INSTRUCTIONS FOR THE TASK =
Return a copy of every line in the data below that contains "guard".

(Beginning of RECORD EXCERPTS)

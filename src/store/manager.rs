//! Entry point: the data directory and its databases

use std::fs;
use std::path::{Path, PathBuf};
use std::sync::Arc;

use super::database::Database;
use super::errors::{exists_or, not_found_or, StoreError, StoreResult};
use super::names::{self, LOCK_FILE};
use super::options::{StoreContext, StoreOptions};
use crate::lock::Lock;
use crate::observability::{log_event_with_fields, Event, MetricsRegistry};

/// Owns a data directory. Every database, table and row opened through a
/// manager shares its options and metrics.
#[derive(Debug, Clone)]
pub struct Manager {
    data_dir: PathBuf,
    ctx: Arc<StoreContext>,
}

impl Manager {
    /// Open `data_dir` with default options, creating it if needed
    pub fn new(data_dir: impl Into<PathBuf>) -> StoreResult<Self> {
        Self::with_options(data_dir, StoreOptions::default())
    }

    pub fn with_options(data_dir: impl Into<PathBuf>, options: StoreOptions) -> StoreResult<Self> {
        let data_dir = data_dir.into();
        fs::create_dir_all(&data_dir)?;
        Ok(Self {
            data_dir,
            ctx: StoreContext::new(options),
        })
    }

    pub fn data_dir(&self) -> &Path {
        &self.data_dir
    }

    pub fn options(&self) -> &StoreOptions {
        &self.ctx.options
    }

    /// Counters shared by everything this manager opened
    pub fn metrics(&self) -> &MetricsRegistry {
        &self.ctx.metrics
    }

    /// Create a database directory with its `.lock` and open it
    pub fn create_database(&self, name: &str) -> StoreResult<Database> {
        names::validate(name)?;
        let dir = self.data_dir.join(name);
        fs::create_dir(&dir)
            .map_err(|e| exists_or(e, || StoreError::DatabaseAlreadyExists(name.to_string())))?;
        Lock::open(&dir.join(LOCK_FILE))?;

        self.ctx.metrics.increment_databases_created();
        log_event_with_fields(Event::DatabaseCreated, &[("database", name)]);
        self.database(name)
    }

    /// Delete a database with all of its tables and rows
    pub fn remove_database(&self, name: &str) -> StoreResult<()> {
        names::validate(name)?;
        fs::remove_dir_all(self.data_dir.join(name))
            .map_err(|e| not_found_or(e, || StoreError::DatabaseDoesNotExist(name.to_string())))?;

        log_event_with_fields(Event::DatabaseRemoved, &[("database", name)]);
        Ok(())
    }

    /// Open an existing database
    pub fn database(&self, name: &str) -> StoreResult<Database> {
        Database::open(&self.data_dir, name, Arc::clone(&self.ctx))
    }

    pub fn database_exists(&self, name: &str) -> StoreResult<bool> {
        names::validate(name)?;
        Ok(self.data_dir.join(name).is_dir())
    }

    /// Sorted names of all databases
    pub fn databases(&self) -> StoreResult<Vec<String>> {
        let mut databases = Vec::new();
        for entry in fs::read_dir(&self.data_dir)? {
            let entry = entry?;
            if !entry.file_type()?.is_dir() {
                continue;
            }
            if let Some(name) = names::visible(&entry.file_name()) {
                databases.push(name);
            }
        }
        databases.sort();
        Ok(databases)
    }
}
//! Tables: a directory of row files plus a `.lock`
//!
//! The table lock is used for one thing only: making "check the key is free,
//! then write the empty row" atomic against other creators. Reading,
//! saving and removing rows never touch it.

use std::fs;
use std::path::{Path, PathBuf};
use std::sync::Arc;

use super::errors::{exists_or, not_found_or, StoreError, StoreResult};
use super::names::{self, LOCK_FILE};
use super::options::StoreContext;
use super::row::{self, Row};
use crate::lock::{Lock, LockError, LockMode};
use crate::observability::{log_event_with_fields, Event};

/// Content of a freshly created row
const EMPTY_ROW: &[u8] = b"{}";

/// An open table
#[derive(Debug)]
pub struct Table {
    database: String,
    name: String,
    dir: PathBuf,
    lock: Lock,
    ctx: Arc<StoreContext>,
}

impl Table {
    pub(crate) fn open(
        db_dir: &Path,
        database: &str,
        name: &str,
        ctx: Arc<StoreContext>,
    ) -> StoreResult<Self> {
        names::validate(name)?;
        let dir = db_dir.join(name);
        let missing = || StoreError::TableDoesNotExist(name.to_string());
        if !dir.is_dir() {
            return Err(missing());
        }
        let lock = Lock::open(&dir.join(LOCK_FILE)).map_err(|e| match e {
            LockError::Io(io) => not_found_or(io, missing),
            other => other.into(),
        })?;

        Ok(Self {
            database: database.to_string(),
            name: name.to_string(),
            dir,
            lock,
            ctx,
        })
    }

    pub fn name(&self) -> &str {
        &self.name
    }

    /// Name of the owning database
    pub fn database(&self) -> &str {
        &self.database
    }

    pub fn path(&self) -> &Path {
        &self.dir
    }

    /// The table's `.lock` handle
    pub fn lock_mut(&mut self) -> &mut Lock {
        &mut self.lock
    }

    /// Open an existing row with the given lock mode
    pub fn get_row(&self, key: &str, mode: LockMode) -> StoreResult<Row> {
        Row::open(&self.dir, key, mode, true, Arc::clone(&self.ctx))
    }

    /// Open an existing row without a lock; `save()` on it fails
    pub fn get_read_only(&self, key: &str) -> StoreResult<Row> {
        Row::open(&self.dir, key, LockMode::None, false, Arc::clone(&self.ctx))
    }

    /// Open an existing row holding an exclusive lock until it is released
    pub fn get_locked(&self, key: &str) -> StoreResult<Row> {
        self.get_row(key, LockMode::Exclusive)
    }

    /// Create an empty row and open it with the given lock mode.
    ///
    /// Fails with `RowAlreadyExists` if `key` is taken.
    pub fn create_row(&mut self, key: &str, mode: LockMode) -> StoreResult<Row> {
        names::validate(key)?;
        let path = self.dir.join(key);
        let taken = || StoreError::RowAlreadyExists(key.to_string());

        let guard = self.lock.scoped_exclusive()?;

        if path.exists() {
            return Err(taken());
        }
        let staged = row::stage(&self.dir, EMPTY_ROW, self.ctx.options.sync_writes)?;
        staged
            .persist_noclobber(&path)
            .map_err(|e| exists_or(e.error, taken))?;
        if self.ctx.options.sync_writes {
            row::sync_published(&self.dir, key);
        }

        let row = Row::open(&self.dir, key, mode, true, Arc::clone(&self.ctx))?;
        guard.finish()?;

        self.ctx.metrics.increment_rows_created();
        log_event_with_fields(
            Event::RowCreated,
            &[("key", key), ("table", &self.name)],
        );
        Ok(row)
    }

    /// Create a row under a random alphanumeric key of `length` characters.
    ///
    /// Retries on collision up to the configured attempt budget.
    pub fn create_row_with_unique_key(&mut self, length: usize, mode: LockMode) -> StoreResult<Row> {
        if length == 0 {
            return Err(StoreError::InvalidName {
                name: String::new(),
                reason: "generated key length must be positive",
            });
        }

        let attempts = self.ctx.options.unique_key_attempts.max(1);
        for _ in 0..attempts {
            let key = names::random_key(length);
            match self.create_row(&key, mode) {
                Ok(row) => return Ok(row),
                Err(StoreError::RowAlreadyExists(_)) => {
                    self.ctx.metrics.increment_unique_key_collisions();
                    log_event_with_fields(
                        Event::UniqueKeyCollision,
                        &[("key", &key), ("table", &self.name)],
                    );
                }
                Err(e) => return Err(e),
            }
        }

        log_event_with_fields(
            Event::UniqueKeyExhausted,
            &[
                ("attempts", &attempts.to_string()),
                ("length", &length.to_string()),
                ("table", &self.name),
            ],
        );
        Err(StoreError::UniqueKeyExhausted { length, attempts })
    }

    /// Unlink a row file. No lock is taken.
    pub fn remove(&self, key: &str) -> StoreResult<()> {
        names::validate(key)?;
        fs::remove_file(self.dir.join(key))
            .map_err(|e| not_found_or(e, || StoreError::RowDoesNotExist(key.to_string())))?;

        self.ctx.metrics.increment_rows_removed();
        log_event_with_fields(
            Event::RowRemoved,
            &[("key", key), ("table", &self.name)],
        );
        Ok(())
    }

    /// Whether a row file exists for `key`
    pub fn exists(&self, key: &str) -> StoreResult<bool> {
        names::validate(key)?;
        Ok(self.dir.join(key).is_file())
    }

    /// Sorted keys of all rows
    pub fn keys(&self) -> StoreResult<Vec<String>> {
        let entries = fs::read_dir(&self.dir)
            .map_err(|e| not_found_or(e, || StoreError::TableDoesNotExist(self.name.clone())))?;

        let mut keys = Vec::new();
        for entry in entries {
            let entry = entry?;
            if !entry.file_type()?.is_file() {
                continue;
            }
            if let Some(key) = names::visible(&entry.file_name()) {
                keys.push(key);
            }
        }
        keys.sort();
        Ok(keys)
    }
}
//! Observable events for dirdb
//!
//! Events are explicit and typed. Each maps to a fixed upper-case name used
//! as the `event` field of a log line.

use std::fmt;

use super::logger::Severity;

/// Observable events in dirdb
#[derive(Debug, Clone, Copy, PartialEq, Eq)]
pub enum Event {
    // Configuration
    /// CLI configuration loaded
    ConfigLoaded,
    /// CLI command failed; logged at the failure's own severity
    CommandFailed,

    // Databases
    DatabaseCreated,
    DatabaseRemoved,

    // Tables
    TableCreated,
    TableRemoved,

    // Rows
    RowCreated,
    RowLoaded,
    RowSaved,
    RowRemoved,
    /// Row handle followed a file replaced by another writer
    RowReopened,
    /// Directory sync after a rename failed; the file is already in place
    DirSyncFailed,

    // Key generation
    /// Random key already taken, retrying
    UniqueKeyCollision,
    /// Retry budget spent without finding a free key
    UniqueKeyExhausted,

    // Locking
    LockAcquired,
    LockReleased,
    /// A lock transition failed halfway (FATAL)
    LockStatePoisoned,
}

impl Event {
    /// Returns the string representation of the event
    pub fn as_str(&self) -> &'static str {
        match self {
            Event::ConfigLoaded => "CONFIG_LOADED",
            Event::CommandFailed => "COMMAND_FAILED",

            Event::DatabaseCreated => "DATABASE_CREATED",
            Event::DatabaseRemoved => "DATABASE_REMOVED",

            Event::TableCreated => "TABLE_CREATED",
            Event::TableRemoved => "TABLE_REMOVED",

            Event::RowCreated => "ROW_CREATED",
            Event::RowLoaded => "ROW_LOADED",
            Event::RowSaved => "ROW_SAVED",
            Event::RowRemoved => "ROW_REMOVED",
            Event::RowReopened => "ROW_REOPENED",
            Event::DirSyncFailed => "DIR_SYNC_FAILED",

            Event::UniqueKeyCollision => "UNIQUE_KEY_COLLISION",
            Event::UniqueKeyExhausted => "UNIQUE_KEY_EXHAUSTED",

            Event::LockAcquired => "LOCK_ACQUIRED",
            Event::LockReleased => "LOCK_RELEASED",
            Event::LockStatePoisoned => "LOCK_STATE_POISONED",
        }
    }

    /// Severity the event is logged at
    pub fn severity(&self) -> Severity {
        match self {
            Event::LockStatePoisoned => Severity::Fatal,
            Event::UniqueKeyExhausted | Event::CommandFailed => Severity::Error,
            Event::UniqueKeyCollision | Event::DirSyncFailed => Severity::Warn,
            Event::RowReopened => Severity::Info,
            Event::LockAcquired | Event::LockReleased | Event::RowLoaded => Severity::Trace,
            _ => Severity::Info,
        }
    }
}

impl fmt::Display for Event {
    fn fmt(&self, f: &mut fmt::Formatter<'_>) -> fmt::Result {
        write!(f, "{}", self.as_str())
    }
}

#[cfg(test)]
mod tests {
    use super::*;

    #[test]
    fn test_all_events_have_string_representation() {
        let events = [
            Event::ConfigLoaded,
            Event::CommandFailed,
            Event::DatabaseCreated,
            Event::DatabaseRemoved,
            Event::TableCreated,
            Event::TableRemoved,
            Event::RowCreated,
            Event::RowLoaded,
            Event::RowSaved,
            Event::RowRemoved,
            Event::RowReopened,
            Event::DirSyncFailed,
            Event::UniqueKeyCollision,
            Event::UniqueKeyExhausted,
            Event::LockAcquired,
            Event::LockReleased,
            Event::LockStatePoisoned,
        ];

        for event in events {
            let s = event.as_str();
            assert!(!s.is_empty());
            assert!(s.chars().all(|c| c.is_uppercase() || c == '_'));
        }
    }

    #[test]
    fn test_event_severities() {
        assert_eq!(Event::LockStatePoisoned.severity(), Severity::Fatal);
        assert_eq!(Event::UniqueKeyExhausted.severity(), Severity::Error);
        assert_eq!(Event::DirSyncFailed.severity(), Severity::Warn);
        assert_eq!(Event::RowSaved.severity(), Severity::Info);
    }

    #[test]
    fn test_event_display() {
        assert_eq!(format!("{}", Event::RowCreated), "ROW_CREATED");
    }
}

(End of RECORD EXCERPTS)

RESPONSE BELOW =
        let guard = self.lock.scoped_exclusive()?;
        guard.finish()?;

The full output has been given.